» WORK TASK:
Could you filter the material and copy every line where the word "derive" occurs?

※ ※ ※

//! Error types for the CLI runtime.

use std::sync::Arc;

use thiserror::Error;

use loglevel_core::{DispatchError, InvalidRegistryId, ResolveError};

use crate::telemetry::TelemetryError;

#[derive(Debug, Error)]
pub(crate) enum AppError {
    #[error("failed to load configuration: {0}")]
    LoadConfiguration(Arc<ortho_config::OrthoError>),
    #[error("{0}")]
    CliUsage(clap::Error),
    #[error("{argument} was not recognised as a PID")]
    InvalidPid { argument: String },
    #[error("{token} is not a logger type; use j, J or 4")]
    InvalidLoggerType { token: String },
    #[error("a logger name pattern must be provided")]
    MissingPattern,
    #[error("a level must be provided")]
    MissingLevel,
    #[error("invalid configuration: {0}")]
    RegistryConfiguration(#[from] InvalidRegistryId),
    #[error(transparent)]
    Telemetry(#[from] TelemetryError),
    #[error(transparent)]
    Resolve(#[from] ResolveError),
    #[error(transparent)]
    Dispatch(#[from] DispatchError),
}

※ ※ ※

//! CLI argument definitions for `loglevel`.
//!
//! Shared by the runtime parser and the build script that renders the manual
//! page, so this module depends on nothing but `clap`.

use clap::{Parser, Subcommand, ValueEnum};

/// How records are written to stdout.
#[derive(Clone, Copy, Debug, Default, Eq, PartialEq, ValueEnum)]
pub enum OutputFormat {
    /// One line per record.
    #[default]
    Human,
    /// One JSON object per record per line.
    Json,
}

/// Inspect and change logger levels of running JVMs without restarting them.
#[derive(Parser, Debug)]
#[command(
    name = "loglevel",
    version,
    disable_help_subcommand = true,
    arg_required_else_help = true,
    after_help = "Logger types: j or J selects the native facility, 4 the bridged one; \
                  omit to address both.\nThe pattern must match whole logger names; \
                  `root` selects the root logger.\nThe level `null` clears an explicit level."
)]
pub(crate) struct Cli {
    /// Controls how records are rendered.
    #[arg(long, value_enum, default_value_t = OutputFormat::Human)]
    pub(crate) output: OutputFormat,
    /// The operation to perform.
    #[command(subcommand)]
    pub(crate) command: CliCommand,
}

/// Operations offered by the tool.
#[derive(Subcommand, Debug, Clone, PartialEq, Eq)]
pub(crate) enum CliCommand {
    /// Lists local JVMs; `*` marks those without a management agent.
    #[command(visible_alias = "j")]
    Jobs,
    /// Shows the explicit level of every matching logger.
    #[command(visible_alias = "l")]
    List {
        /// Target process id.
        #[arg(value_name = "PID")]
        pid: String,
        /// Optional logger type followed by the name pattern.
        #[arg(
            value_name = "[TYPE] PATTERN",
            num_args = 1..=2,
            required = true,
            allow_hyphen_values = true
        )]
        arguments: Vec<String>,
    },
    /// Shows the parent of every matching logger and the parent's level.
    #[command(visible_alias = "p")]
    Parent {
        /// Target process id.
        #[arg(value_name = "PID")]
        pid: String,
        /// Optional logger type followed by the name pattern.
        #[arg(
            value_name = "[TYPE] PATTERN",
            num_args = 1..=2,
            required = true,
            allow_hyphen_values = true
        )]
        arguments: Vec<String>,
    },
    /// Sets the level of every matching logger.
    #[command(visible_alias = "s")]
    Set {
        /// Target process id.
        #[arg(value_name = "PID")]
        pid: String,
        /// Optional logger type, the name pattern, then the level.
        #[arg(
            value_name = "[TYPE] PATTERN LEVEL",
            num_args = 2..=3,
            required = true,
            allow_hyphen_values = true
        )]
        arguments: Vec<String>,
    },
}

※ ※ ※

» OUTPUT OF THE EXERCISE:
#[derive(Debug, Error)]
#[derive(Clone, Copy, Debug, Default, Eq, PartialEq, ValueEnum)]
#[derive(Parser, Debug)]
#[derive(Subcommand, Debug, Clone, PartialEq, Eq)]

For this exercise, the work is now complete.